Excerpted data:

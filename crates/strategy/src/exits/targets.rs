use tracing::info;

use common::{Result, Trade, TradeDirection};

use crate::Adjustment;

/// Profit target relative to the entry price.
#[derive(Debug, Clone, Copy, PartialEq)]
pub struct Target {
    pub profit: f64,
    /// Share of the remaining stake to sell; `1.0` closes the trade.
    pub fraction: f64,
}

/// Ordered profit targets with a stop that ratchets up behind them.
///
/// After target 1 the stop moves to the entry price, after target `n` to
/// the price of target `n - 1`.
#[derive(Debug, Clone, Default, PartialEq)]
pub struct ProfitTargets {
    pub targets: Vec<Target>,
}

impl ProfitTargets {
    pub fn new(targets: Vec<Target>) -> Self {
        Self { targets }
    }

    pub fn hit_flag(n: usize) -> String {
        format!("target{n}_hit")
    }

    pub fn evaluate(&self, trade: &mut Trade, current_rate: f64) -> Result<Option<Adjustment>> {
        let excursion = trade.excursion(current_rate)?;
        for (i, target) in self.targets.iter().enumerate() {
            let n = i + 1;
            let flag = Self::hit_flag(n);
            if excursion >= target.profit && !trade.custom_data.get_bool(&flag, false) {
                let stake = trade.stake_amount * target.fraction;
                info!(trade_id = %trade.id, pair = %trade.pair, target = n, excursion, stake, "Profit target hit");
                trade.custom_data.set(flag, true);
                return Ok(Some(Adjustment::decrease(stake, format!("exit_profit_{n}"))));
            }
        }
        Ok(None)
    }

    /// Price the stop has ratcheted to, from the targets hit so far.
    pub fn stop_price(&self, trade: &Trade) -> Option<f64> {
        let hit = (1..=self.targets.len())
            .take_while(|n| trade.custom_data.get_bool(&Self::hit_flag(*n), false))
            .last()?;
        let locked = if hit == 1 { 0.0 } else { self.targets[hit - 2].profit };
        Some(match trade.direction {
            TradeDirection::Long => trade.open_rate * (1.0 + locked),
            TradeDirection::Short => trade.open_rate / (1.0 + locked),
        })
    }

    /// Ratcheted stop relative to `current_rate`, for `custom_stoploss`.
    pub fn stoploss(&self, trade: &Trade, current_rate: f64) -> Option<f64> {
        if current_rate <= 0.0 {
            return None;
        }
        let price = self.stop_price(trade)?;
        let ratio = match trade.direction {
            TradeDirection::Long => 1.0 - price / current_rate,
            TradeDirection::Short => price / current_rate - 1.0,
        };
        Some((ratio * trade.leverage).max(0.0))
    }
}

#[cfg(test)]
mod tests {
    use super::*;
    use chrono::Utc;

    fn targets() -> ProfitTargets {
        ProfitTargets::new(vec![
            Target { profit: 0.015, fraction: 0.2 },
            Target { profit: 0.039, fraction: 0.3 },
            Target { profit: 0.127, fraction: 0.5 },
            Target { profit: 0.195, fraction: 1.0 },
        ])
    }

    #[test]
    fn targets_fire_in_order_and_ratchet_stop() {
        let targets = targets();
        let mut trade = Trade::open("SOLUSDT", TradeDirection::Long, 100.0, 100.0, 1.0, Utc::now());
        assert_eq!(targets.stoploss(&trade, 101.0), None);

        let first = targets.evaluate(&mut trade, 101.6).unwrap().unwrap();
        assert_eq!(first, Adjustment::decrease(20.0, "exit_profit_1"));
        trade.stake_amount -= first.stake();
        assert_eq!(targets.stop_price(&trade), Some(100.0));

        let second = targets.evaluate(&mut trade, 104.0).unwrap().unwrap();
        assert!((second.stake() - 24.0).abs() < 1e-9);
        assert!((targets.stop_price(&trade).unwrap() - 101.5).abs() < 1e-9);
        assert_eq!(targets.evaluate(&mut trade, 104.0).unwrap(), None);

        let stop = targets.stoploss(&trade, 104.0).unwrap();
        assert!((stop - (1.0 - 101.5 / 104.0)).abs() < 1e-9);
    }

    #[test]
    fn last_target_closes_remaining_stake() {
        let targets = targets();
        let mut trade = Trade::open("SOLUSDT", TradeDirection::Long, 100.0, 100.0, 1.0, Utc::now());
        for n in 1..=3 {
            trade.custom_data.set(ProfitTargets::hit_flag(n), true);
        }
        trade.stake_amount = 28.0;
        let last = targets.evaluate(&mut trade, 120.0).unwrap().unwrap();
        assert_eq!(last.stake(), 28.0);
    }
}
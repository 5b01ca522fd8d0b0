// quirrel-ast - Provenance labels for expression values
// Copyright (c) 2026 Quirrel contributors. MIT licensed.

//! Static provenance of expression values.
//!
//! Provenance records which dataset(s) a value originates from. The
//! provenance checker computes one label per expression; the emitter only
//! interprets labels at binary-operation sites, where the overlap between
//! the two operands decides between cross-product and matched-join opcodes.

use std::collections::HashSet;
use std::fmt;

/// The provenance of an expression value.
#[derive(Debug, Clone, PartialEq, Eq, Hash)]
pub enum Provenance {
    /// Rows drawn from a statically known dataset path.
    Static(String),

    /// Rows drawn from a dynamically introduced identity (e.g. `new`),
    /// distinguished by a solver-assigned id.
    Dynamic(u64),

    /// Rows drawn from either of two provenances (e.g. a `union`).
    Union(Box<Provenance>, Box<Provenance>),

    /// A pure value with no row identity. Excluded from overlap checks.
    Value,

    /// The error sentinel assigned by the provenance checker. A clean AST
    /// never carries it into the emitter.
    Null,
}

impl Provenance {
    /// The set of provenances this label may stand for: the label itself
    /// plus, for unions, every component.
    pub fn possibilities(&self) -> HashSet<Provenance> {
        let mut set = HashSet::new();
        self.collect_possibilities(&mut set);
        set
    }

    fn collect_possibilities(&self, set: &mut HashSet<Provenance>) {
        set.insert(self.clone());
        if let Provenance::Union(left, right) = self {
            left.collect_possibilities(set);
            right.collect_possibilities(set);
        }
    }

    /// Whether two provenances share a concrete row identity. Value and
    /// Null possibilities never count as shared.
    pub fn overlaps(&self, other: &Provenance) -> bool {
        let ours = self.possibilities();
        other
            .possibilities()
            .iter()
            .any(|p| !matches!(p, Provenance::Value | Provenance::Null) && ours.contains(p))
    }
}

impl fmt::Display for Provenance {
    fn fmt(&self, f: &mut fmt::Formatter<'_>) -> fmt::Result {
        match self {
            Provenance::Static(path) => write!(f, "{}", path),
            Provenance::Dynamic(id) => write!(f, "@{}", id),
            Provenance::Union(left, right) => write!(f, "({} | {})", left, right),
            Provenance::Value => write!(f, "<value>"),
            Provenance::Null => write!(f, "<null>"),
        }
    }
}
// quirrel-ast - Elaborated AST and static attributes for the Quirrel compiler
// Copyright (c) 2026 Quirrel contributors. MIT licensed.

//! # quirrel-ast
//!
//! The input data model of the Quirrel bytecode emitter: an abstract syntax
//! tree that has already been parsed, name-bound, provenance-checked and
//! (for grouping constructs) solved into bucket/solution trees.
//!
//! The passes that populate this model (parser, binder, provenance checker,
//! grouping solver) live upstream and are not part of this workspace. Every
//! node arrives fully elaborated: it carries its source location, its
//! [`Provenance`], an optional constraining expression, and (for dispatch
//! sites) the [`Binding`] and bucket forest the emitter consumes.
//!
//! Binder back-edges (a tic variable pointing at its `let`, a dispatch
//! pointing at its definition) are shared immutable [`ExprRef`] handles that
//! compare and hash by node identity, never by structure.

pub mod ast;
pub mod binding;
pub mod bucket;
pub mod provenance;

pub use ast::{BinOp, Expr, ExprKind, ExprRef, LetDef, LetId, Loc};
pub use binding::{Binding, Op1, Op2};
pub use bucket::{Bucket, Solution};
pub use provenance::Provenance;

Work instructions:
Where a line above holds the word "carries", copy it.

Answer space:
    /// never carries it into the emitter.
//! node arrives fully elaborated: it carries its source location, its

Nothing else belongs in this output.